Reputation: 3973
I would like to scrape the data from this site, without losing the information from the nested structure. Consider the name benodanil
, which not only belongs to benzanilide fungicides
, but also to anilide fungicides
and amide fungicides
. It's not necessarily always 3 classes, but at least one and up to many. So, ideally, I'd want a data.frame that looks as such:
name | class1 | class2 | class3 | ... |
---|---|---|---|---|
benodanil | benzanilide fungicides | anilide fungicides | amide fungicides | NA |
aureofungin | antibiotic fungicides | NA | NA | NA |
... | ... | ... | ... |
I can scrape the data, but can't wrap my head around how to handle the information in the nested structure. What I tried so far:
require(rvest)
url = 'http://www.alanwood.net/pesticides/class_fungicides.html'
site = read_html(url)
# extract lists
li = html_nodes(site, 'li')
# extract unorder lists
ul = html_nodes(site, 'ul')
# loop idea
l = list()
for (i in seq_along(li)) {
li1 = html_nodes(li[i], 'a')
name = na.omit(unique(html_attr(li1, 'href')))
clas = na.omit(unique(html_attr(li1, 'name')))
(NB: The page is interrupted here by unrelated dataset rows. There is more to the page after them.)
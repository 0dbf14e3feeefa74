use chrono::{Days, Months, NaiveDate};
use serde::{Deserialize, Serialize};
use std::fmt;

/// How a recurring to-do repeats once completed.
///
/// Serialized inline in the metadata comment as
/// `{"type":"daily","interval":1}`.
#[derive(Debug, Clone, Copy, PartialEq, Eq, Serialize, Deserialize)]
pub struct Recurrence {
    #[serde(rename = "type")]
    pub kind: RecurrenceKind,
    pub interval: u32,
}

#[derive(Debug, Clone, Copy, PartialEq, Eq, Serialize, Deserialize)]
#[serde(rename_all = "lowercase")]
pub enum RecurrenceKind {
    Daily,
    Weekly,
    Monthly,
}

impl Recurrence {
    pub fn daily(interval: u32) -> Self {
        Self { kind: RecurrenceKind::Daily, interval }
    }

    pub fn weekly(interval: u32) -> Self {
        Self { kind: RecurrenceKind::Weekly, interval }
    }

    pub fn monthly(interval: u32) -> Self {
        Self { kind: RecurrenceKind::Monthly, interval }
    }

    /// The date of the next occurrence after `from`, or `None` when it
    /// falls outside the calendar. Monthly steps clamp the day to the
    /// target month's length.
    pub fn next_date(&self, from: NaiveDate) -> Option<NaiveDate> {
        match self.kind {
            RecurrenceKind::Daily => from.checked_add_days(Days::new(u64::from(self.interval))),
            RecurrenceKind::Weekly => from.checked_add_days(Days::new(u64::from(self.interval) * 7)),
            RecurrenceKind::Monthly => from.checked_add_months(Months::new(self.interval)),
        }
    }

    /// Parse the short form used by the CLI: "1d", "2w", "3m".
    pub fn parse(s: &str) -> Option<Self> {
        let s = s.trim();
        let unit = s.chars().last()?;
        let interval: u32 = s[..s.len() - unit.len_utf8()].parse().ok()?;
        if interval == 0 {
            return None;
        }
        let kind = match unit {
            'd' => RecurrenceKind::Daily,
            'w' => RecurrenceKind::Weekly,
            'm' => RecurrenceKind::Monthly,
            _ => return None,
        };
        Some(Self { kind, interval })
    }
}

impl fmt::Display for Recurrence {
    fn fmt(&self, f: &mut fmt::Formatter<'_>) -> fmt::Result {
        let unit = match self.kind {
            RecurrenceKind::Daily => "d",
            RecurrenceKind::Weekly => "w",
            RecurrenceKind::Monthly => "m",
        };
        write!(f, "{}{}", self.interval, unit)
    }
}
l[[i]] = list(name = name,
clas = clas)
}
An additional problem is, that some names occur more than one time, such as bixafen
. Hence, I guess the job has to be done iteratively.
Upvotes: 0
Views: 150
Reputation: 388862
library(dplyr)
library(tidyr)
library(rvest)
url = 'http://www.alanwood.net/pesticides/class_fungicides.html'
site = read_html(url)
a <- site %>% html_nodes('li ul a')
tibble(name = a %>% html_attr('href'),
class = a %>% html_attr('name')) %>%
fill(class) %>%
filter(!is.na(name)) %>%
mutate(name = sub('\\.html', '', name)) %>%
group_by(name) %>%
mutate(col = paste0('class', row_number())) %>%
pivot_wider(names_from = col, values_from = class) %>%
ungroup()
# A tibble: 189 x 4
# name class1 class2 class3
# <chr> <chr> <chr> <chr>
# 1 benalaxyl acylamino_acid_fungici… anilide_fungicides NA
# 2 benalaxyl-m acylamino_acid_fungici… anilide_fungicides NA
# 3 furalaxyl acylamino_acid_fungici… furanilide_fungicides NA
# 4 metalaxyl acylamino_acid_fungici… anilide_fungicides NA
# 5 metalaxyl-m acylamino_acid_fungici… anilide_fungicides NA
# 6 pefurazoate acylamino_acid_fungici… NA NA
# 7 valifenalate acylamino_acid_fungici… NA NA
# 8 bixafen anilide_fungicides picolinamide_fungici… pyrazolecarboxamide_fungic…
# 9 boscalid anilide_fungicides NA NA
#10 carboxin anilide_fungicides NA NA
# … with 179 more rows
Extract name
and class
from the webpage, fill
the NA
values with the previous non-NA, drop rows with NA
values and get the data in wide format.
Upvotes: 2